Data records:
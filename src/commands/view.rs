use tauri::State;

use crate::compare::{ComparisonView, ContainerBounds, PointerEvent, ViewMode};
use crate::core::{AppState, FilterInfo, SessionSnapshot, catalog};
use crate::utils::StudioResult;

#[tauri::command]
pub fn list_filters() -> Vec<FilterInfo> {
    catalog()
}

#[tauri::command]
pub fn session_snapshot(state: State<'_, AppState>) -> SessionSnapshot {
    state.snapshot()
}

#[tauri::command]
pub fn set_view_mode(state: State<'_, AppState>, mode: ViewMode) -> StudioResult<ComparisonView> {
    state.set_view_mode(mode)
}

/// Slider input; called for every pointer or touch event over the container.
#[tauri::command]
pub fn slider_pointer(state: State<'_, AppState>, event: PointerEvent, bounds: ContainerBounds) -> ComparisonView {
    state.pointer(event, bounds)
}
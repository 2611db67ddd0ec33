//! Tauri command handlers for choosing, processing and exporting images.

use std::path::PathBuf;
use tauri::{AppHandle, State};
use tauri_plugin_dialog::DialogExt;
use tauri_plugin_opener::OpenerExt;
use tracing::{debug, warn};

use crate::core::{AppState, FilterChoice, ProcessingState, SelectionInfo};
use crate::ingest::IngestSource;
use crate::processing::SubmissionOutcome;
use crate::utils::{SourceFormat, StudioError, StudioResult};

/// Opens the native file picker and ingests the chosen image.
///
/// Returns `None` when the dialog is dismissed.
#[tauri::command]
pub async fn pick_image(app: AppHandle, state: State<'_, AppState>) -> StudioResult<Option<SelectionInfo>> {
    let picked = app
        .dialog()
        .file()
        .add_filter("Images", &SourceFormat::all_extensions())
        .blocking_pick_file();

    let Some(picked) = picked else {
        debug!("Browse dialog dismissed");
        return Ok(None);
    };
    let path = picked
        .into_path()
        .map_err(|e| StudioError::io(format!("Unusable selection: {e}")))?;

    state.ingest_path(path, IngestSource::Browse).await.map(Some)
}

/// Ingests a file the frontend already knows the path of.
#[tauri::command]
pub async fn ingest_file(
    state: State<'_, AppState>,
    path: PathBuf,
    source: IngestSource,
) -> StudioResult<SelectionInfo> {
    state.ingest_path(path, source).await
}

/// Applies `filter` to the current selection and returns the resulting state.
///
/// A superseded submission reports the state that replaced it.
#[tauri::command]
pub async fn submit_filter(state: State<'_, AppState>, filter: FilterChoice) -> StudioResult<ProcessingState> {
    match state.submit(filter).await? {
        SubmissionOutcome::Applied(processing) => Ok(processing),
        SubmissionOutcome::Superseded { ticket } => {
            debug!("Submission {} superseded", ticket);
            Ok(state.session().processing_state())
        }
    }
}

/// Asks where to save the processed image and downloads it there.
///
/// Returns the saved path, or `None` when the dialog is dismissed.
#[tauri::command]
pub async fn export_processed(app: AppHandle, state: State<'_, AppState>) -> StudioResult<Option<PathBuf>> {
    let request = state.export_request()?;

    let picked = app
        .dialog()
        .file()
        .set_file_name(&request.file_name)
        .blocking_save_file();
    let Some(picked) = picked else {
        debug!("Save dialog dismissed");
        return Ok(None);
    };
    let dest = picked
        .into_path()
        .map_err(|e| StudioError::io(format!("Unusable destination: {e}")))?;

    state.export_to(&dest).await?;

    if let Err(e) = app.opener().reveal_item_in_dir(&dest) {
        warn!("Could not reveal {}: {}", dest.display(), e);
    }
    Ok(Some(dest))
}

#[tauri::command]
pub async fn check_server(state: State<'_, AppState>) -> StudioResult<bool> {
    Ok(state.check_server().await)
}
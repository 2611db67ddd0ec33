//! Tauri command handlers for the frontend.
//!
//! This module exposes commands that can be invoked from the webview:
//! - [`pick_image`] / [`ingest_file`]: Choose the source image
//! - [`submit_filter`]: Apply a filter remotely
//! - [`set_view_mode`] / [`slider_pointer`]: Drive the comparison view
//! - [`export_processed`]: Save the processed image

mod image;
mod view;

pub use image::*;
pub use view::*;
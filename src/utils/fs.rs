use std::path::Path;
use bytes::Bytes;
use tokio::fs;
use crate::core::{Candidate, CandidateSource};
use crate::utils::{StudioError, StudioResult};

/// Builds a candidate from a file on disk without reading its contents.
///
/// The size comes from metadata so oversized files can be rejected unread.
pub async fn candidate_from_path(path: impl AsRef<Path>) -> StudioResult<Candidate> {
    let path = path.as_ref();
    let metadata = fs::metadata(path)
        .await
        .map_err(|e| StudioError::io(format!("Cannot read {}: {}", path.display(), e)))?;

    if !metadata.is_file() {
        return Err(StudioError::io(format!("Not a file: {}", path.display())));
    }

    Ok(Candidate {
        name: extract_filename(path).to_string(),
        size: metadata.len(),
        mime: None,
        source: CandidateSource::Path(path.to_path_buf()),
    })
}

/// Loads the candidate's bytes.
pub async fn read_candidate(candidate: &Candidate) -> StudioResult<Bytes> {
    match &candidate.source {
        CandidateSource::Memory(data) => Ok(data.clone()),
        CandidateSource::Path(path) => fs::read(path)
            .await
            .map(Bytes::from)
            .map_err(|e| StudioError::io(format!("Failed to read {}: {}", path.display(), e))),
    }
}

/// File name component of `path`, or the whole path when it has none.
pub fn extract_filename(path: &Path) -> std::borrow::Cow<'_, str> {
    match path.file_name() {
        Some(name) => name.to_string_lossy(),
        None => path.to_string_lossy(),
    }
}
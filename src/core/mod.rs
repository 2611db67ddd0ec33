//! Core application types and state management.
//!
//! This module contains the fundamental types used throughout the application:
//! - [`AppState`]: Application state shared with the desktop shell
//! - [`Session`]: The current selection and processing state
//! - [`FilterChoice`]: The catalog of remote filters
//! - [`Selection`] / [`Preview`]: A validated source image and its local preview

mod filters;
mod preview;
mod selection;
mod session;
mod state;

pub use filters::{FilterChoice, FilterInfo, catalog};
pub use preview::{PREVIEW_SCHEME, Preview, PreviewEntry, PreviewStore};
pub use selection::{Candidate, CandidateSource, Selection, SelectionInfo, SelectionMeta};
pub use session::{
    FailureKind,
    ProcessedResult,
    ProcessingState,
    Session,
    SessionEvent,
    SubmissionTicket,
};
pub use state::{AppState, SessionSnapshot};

■ **TASK GOAL**: Wherever the string "AppState" appears in a line above, copy that line.

■ **OUTPUT OF THE EXERCISE**:
use crate::core::{AppState, FilterInfo, SessionSnapshot, catalog};
pub fn session_snapshot(state: State<'_, AppState>) -> SessionSnapshot {
pub fn set_view_mode(state: State<'_, AppState>, mode: ViewMode) -> StudioResult<ComparisonView> {
pub fn slider_pointer(state: State<'_, AppState>, event: PointerEvent, bounds: ContainerBounds) -> ComparisonView {
use crate::core::{AppState, FilterChoice, ProcessingState, SelectionInfo};
pub async fn pick_image(app: AppHandle, state: State<'_, AppState>) -> StudioResult<Option<SelectionInfo>> {
    state: State<'_, AppState>,
pub async fn submit_filter(state: State<'_, AppState>, filter: FilterChoice) -> StudioResult<ProcessingState> {
pub async fn export_processed(app: AppHandle, state: State<'_, AppState>) -> StudioResult<Option<PathBuf>> {
pub async fn check_server(state: State<'_, AppState>) -> StudioResult<bool> {
//! - [`AppState`]: Application state shared with the desktop shell
pub use state::{AppState, SessionSnapshot};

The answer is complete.